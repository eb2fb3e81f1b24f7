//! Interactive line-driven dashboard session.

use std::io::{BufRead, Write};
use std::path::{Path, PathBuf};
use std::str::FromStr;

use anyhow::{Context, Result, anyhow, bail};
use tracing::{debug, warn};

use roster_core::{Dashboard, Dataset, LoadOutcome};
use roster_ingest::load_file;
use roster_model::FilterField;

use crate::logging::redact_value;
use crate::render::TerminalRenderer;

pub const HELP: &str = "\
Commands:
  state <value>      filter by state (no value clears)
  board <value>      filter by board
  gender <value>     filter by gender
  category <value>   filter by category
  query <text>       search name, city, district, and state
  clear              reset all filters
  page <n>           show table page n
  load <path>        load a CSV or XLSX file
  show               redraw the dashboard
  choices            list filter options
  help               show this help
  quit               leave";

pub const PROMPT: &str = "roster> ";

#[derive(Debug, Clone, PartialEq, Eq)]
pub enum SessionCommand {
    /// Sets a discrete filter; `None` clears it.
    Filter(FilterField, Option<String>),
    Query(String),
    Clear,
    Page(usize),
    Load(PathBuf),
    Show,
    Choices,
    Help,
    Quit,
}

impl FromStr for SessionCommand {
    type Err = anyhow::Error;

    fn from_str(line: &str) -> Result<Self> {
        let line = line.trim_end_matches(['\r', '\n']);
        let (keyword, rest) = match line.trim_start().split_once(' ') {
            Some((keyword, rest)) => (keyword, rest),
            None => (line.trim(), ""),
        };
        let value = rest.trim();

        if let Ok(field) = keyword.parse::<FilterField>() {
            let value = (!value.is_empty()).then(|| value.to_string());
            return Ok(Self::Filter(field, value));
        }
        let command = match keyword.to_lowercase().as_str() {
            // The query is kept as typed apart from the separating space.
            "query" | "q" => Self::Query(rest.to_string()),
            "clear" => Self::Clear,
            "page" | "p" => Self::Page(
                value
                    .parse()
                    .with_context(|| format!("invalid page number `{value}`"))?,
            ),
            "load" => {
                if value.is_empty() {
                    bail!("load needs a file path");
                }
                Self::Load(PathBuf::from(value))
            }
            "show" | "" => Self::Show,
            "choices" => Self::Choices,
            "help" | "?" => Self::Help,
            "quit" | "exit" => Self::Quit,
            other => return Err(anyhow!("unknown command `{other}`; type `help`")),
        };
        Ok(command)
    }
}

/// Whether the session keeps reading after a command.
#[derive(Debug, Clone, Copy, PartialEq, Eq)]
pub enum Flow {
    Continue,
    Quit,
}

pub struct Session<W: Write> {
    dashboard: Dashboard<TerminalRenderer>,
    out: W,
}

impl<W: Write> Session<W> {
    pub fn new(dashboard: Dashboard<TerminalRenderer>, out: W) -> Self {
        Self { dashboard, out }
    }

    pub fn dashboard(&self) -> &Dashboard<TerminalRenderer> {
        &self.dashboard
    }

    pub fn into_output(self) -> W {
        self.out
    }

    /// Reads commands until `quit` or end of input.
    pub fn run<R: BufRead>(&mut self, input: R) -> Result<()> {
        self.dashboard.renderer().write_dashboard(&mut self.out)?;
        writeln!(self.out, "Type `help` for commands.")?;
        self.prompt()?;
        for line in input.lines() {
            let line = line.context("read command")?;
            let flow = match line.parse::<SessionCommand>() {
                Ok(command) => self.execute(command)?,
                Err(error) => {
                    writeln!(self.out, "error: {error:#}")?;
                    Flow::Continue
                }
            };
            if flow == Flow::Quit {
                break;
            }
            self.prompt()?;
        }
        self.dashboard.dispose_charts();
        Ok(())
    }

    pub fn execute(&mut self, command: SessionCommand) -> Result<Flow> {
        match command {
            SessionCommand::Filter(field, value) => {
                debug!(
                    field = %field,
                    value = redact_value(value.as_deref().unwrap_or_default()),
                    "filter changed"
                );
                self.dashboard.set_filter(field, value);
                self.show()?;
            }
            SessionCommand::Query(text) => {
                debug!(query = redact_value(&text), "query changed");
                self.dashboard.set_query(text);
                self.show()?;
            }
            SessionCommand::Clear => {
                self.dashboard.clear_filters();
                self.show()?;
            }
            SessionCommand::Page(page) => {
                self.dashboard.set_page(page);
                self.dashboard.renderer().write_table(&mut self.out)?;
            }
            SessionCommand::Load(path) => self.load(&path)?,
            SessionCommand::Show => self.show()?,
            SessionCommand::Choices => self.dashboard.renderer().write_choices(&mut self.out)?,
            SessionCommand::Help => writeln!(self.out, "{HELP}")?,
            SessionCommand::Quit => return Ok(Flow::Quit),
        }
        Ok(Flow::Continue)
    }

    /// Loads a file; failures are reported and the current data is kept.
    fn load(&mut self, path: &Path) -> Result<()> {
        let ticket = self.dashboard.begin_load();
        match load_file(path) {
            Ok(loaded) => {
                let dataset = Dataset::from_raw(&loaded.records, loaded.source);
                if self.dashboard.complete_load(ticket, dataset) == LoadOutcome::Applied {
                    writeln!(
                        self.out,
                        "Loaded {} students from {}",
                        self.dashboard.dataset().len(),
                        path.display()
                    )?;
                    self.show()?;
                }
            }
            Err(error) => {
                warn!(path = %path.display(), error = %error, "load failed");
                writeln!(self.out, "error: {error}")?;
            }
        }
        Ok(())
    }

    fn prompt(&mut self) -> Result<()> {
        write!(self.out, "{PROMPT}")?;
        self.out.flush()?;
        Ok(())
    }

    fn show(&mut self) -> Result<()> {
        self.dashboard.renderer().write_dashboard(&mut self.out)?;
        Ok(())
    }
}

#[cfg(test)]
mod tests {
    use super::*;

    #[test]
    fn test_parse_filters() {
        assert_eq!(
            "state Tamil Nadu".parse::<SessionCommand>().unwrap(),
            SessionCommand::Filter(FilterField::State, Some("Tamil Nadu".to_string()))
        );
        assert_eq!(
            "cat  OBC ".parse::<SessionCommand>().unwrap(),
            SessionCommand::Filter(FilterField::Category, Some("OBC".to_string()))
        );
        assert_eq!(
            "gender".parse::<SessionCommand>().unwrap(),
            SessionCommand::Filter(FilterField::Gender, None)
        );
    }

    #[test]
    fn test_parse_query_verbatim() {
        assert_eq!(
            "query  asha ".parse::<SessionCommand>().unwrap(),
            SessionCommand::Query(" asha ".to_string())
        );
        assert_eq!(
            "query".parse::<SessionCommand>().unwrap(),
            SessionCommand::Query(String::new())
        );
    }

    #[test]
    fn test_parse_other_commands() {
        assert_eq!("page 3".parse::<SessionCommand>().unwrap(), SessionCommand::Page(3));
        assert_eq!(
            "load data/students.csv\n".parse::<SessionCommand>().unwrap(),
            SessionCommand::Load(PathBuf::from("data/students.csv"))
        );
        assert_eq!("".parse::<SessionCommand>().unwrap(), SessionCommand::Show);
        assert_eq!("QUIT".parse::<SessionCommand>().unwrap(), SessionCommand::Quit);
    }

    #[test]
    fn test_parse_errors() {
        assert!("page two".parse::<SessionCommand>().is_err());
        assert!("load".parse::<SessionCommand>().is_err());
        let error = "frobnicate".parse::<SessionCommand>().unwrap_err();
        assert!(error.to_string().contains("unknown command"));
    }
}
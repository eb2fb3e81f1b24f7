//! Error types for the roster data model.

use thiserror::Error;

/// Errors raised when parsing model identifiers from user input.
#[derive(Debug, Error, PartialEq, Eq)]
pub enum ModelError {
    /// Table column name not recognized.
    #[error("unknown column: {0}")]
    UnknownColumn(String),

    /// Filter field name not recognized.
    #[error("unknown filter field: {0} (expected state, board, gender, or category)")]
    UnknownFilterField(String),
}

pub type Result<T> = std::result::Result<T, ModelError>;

^^^^^^^^^^^^^^^^

__Task statement__: Your response must consist of every line above, reproduced exactly.

__Answer section__:
repository eb2fb3e81f1b24f7
//! Interactive line-driven dashboard session.

use std::io::{BufRead, Write};
use std::path::{Path, PathBuf};
use std::str::FromStr;

use anyhow::{Context, Result, anyhow, bail};
use tracing::{debug, warn};

use roster_core::{Dashboard, Dataset, LoadOutcome};
use roster_ingest::load_file;
use roster_model::FilterField;

use crate::logging::redact_value;
use crate::render::TerminalRenderer;

pub const HELP: &str = "\
Commands:
  state <value>      filter by state (no value clears)
  board <value>      filter by board
  gender <value>     filter by gender
  category <value>   filter by category
  query <text>       search name, city, district, and state
  clear              reset all filters
  page <n>           show table page n
  load <path>        load a CSV or XLSX file
  show               redraw the dashboard
  choices            list filter options
  help               show this help
  quit               leave";

pub const PROMPT: &str = "roster> ";

#[derive(Debug, Clone, PartialEq, Eq)]
pub enum SessionCommand {
    /// Sets a discrete filter; `None` clears it.
    Filter(FilterField, Option<String>),
    Query(String),
    Clear,
    Page(usize),
    Load(PathBuf),
    Show,
    Choices,
    Help,
    Quit,
}

impl FromStr for SessionCommand {
    type Err = anyhow::Error;

    fn from_str(line: &str) -> Result<Self> {
        let line = line.trim_end_matches(['\r', '\n']);
        let (keyword, rest) = match line.trim_start().split_once(' ') {
            Some((keyword, rest)) => (keyword, rest),
            None => (line.trim(), ""),
        };
        let value = rest.trim();

        if let Ok(field) = keyword.parse::<FilterField>() {
            let value = (!value.is_empty()).then(|| value.to_string());
            return Ok(Self::Filter(field, value));
        }
        let command = match keyword.to_lowercase().as_str() {
            // The query is kept as typed apart from the separating space.
            "query" | "q" => Self::Query(rest.to_string()),
            "clear" => Self::Clear,
            "page" | "p" => Self::Page(
                value
                    .parse()
                    .with_context(|| format!("invalid page number `{value}`"))?,
            ),
            "load" => {
                if value.is_empty() {
                    bail!("load needs a file path");
                }
                Self::Load(PathBuf::from(value))
            }
            "show" | "" => Self::Show,
            "choices" => Self::Choices,
            "help" | "?" => Self::Help,
            "quit" | "exit" => Self::Quit,
            other => return Err(anyhow!("unknown command `{other}`; type `help`")),
        };
        Ok(command)
    }
}

/// Whether the session keeps reading after a command.
#[derive(Debug, Clone, Copy, PartialEq, Eq)]
pub enum Flow {
    Continue,
    Quit,
}

pub struct Session<W: Write> {
    dashboard: Dashboard<TerminalRenderer>,
    out: W,
}

impl<W: Write> Session<W> {
    pub fn new(dashboard: Dashboard<TerminalRenderer>, out: W) -> Self {
        Self { dashboard, out }
    }

    pub fn dashboard(&self) -> &Dashboard<TerminalRenderer> {
        &self.dashboard
    }

    pub fn into_output(self) -> W {
        self.out
    }

    /// Reads commands until `quit` or end of input.
    pub fn run<R: BufRead>(&mut self, input: R) -> Result<()> {
        self.dashboard.renderer().write_dashboard(&mut self.out)?;
        writeln!(self.out, "Type `help` for commands.")?;
        self.prompt()?;
        for line in input.lines() {
            let line = line.context("read command")?;
            let flow = match line.parse::<SessionCommand>() {
                Ok(command) => self.execute(command)?,
                Err(error) => {
                    writeln!(self.out, "error: {error:#}")?;
                    Flow::Continue
                }
            };
            if flow == Flow::Quit {
                break;
            }
            self.prompt()?;
        }
        self.dashboard.dispose_charts();
        Ok(())
    }

    pub fn execute(&mut self, command: SessionCommand) -> Result<Flow> {
        match command {
            SessionCommand::Filter(field, value) => {
                debug!(
                    field = %field,
                    value = redact_value(value.as_deref().unwrap_or_default()),
                    "filter changed"
                );
                self.dashboard.set_filter(field, value);
                self.show()?;
            }
            SessionCommand::Query(text) => {
                debug!(query = redact_value(&text), "query changed");
                self.dashboard.set_query(text);
                self.show()?;
            }
            SessionCommand::Clear => {
                self.dashboard.clear_filters();
                self.show()?;
            }
            SessionCommand::Page(page) => {
                self.dashboard.set_page(page);
                self.dashboard.renderer().write_table(&mut self.out)?;
            }
            SessionCommand::Load(path) => self.load(&path)?,
            SessionCommand::Show => self.show()?,
            SessionCommand::Choices => self.dashboard.renderer().write_choices(&mut self.out)?,
            SessionCommand::Help => writeln!(self.out, "{HELP}")?,
            SessionCommand::Quit => return Ok(Flow::Quit),
        }
        Ok(Flow::Continue)
    }

    /// Loads a file; failures are reported and the current data is kept.
    fn load(&mut self, path: &Path) -> Result<()> {
        let ticket = self.dashboard.begin_load();
        match load_file(path) {
            Ok(loaded) => {
                let dataset = Dataset::from_raw(&loaded.records, loaded.source);
                if self.dashboard.complete_load(ticket, dataset) == LoadOutcome::Applied {
                    writeln!(
                        self.out,
                        "Loaded {} students from {}",
                        self.dashboard.dataset().len(),
                        path.display()
                    )?;
                    self.show()?;
                }
            }
            Err(error) => {
                warn!(path = %path.display(), error = %error, "load failed");
                writeln!(self.out, "error: {error}")?;
            }
        }
        Ok(())
    }

    fn prompt(&mut self) -> Result<()> {
        write!(self.out, "{PROMPT}")?;
        self.out.flush()?;
        Ok(())
    }

    fn show(&mut self) -> Result<()> {
        self.dashboard.renderer().write_dashboard(&mut self.out)?;
        Ok(())
    }
}

#[cfg(test)]
mod tests {
    use super::*;

    #[test]
    fn test_parse_filters() {
        assert_eq!(
            "state Tamil Nadu".parse::<SessionCommand>().unwrap(),
            SessionCommand::Filter(FilterField::State, Some("Tamil Nadu".to_string()))
        );
        assert_eq!(
            "cat  OBC ".parse::<SessionCommand>().unwrap(),
            SessionCommand::Filter(FilterField::Category, Some("OBC".to_string()))
        );
        assert_eq!(
            "gender".parse::<SessionCommand>().unwrap(),
            SessionCommand::Filter(FilterField::Gender, None)
        );
    }

    #[test]
    fn test_parse_query_verbatim() {
        assert_eq!(
            "query  asha ".parse::<SessionCommand>().unwrap(),
            SessionCommand::Query(" asha ".to_string())
        );
        assert_eq!(
            "query".parse::<SessionCommand>().unwrap(),
            SessionCommand::Query(String::new())
        );
    }

    #[test]
    fn test_parse_other_commands() {
        assert_eq!("page 3".parse::<SessionCommand>().unwrap(), SessionCommand::Page(3));
        assert_eq!(
            "load data/students.csv\n".parse::<SessionCommand>().unwrap(),
            SessionCommand::Load(PathBuf::from("data/students.csv"))
        );
        assert_eq!("".parse::<SessionCommand>().unwrap(), SessionCommand::Show);
        assert_eq!("QUIT".parse::<SessionCommand>().unwrap(), SessionCommand::Quit);
    }

    #[test]
    fn test_parse_errors() {
        assert!("page two".parse::<SessionCommand>().is_err());
        assert!("load".parse::<SessionCommand>().is_err());
        let error = "frobnicate".parse::<SessionCommand>().unwrap_err();
        assert!(error.to_string().contains("unknown command"));
    }
}
repository eb2fb3e81f1b24f7
//! Error types for the roster data model.

use thiserror::Error;

/// Errors raised when parsing model identifiers from user input.
#[derive(Debug, Error, PartialEq, Eq)]
pub enum ModelError {
    /// Table column name not recognized.
    #[error("unknown column: {0}")]
    UnknownColumn(String),

    /// Filter field name not recognized.
    #[error("unknown filter field: {0} (expected state, board, gender, or category)")]
    UnknownFilterField(String),
}

pub type Result<T> = std::result::Result<T, ModelError>;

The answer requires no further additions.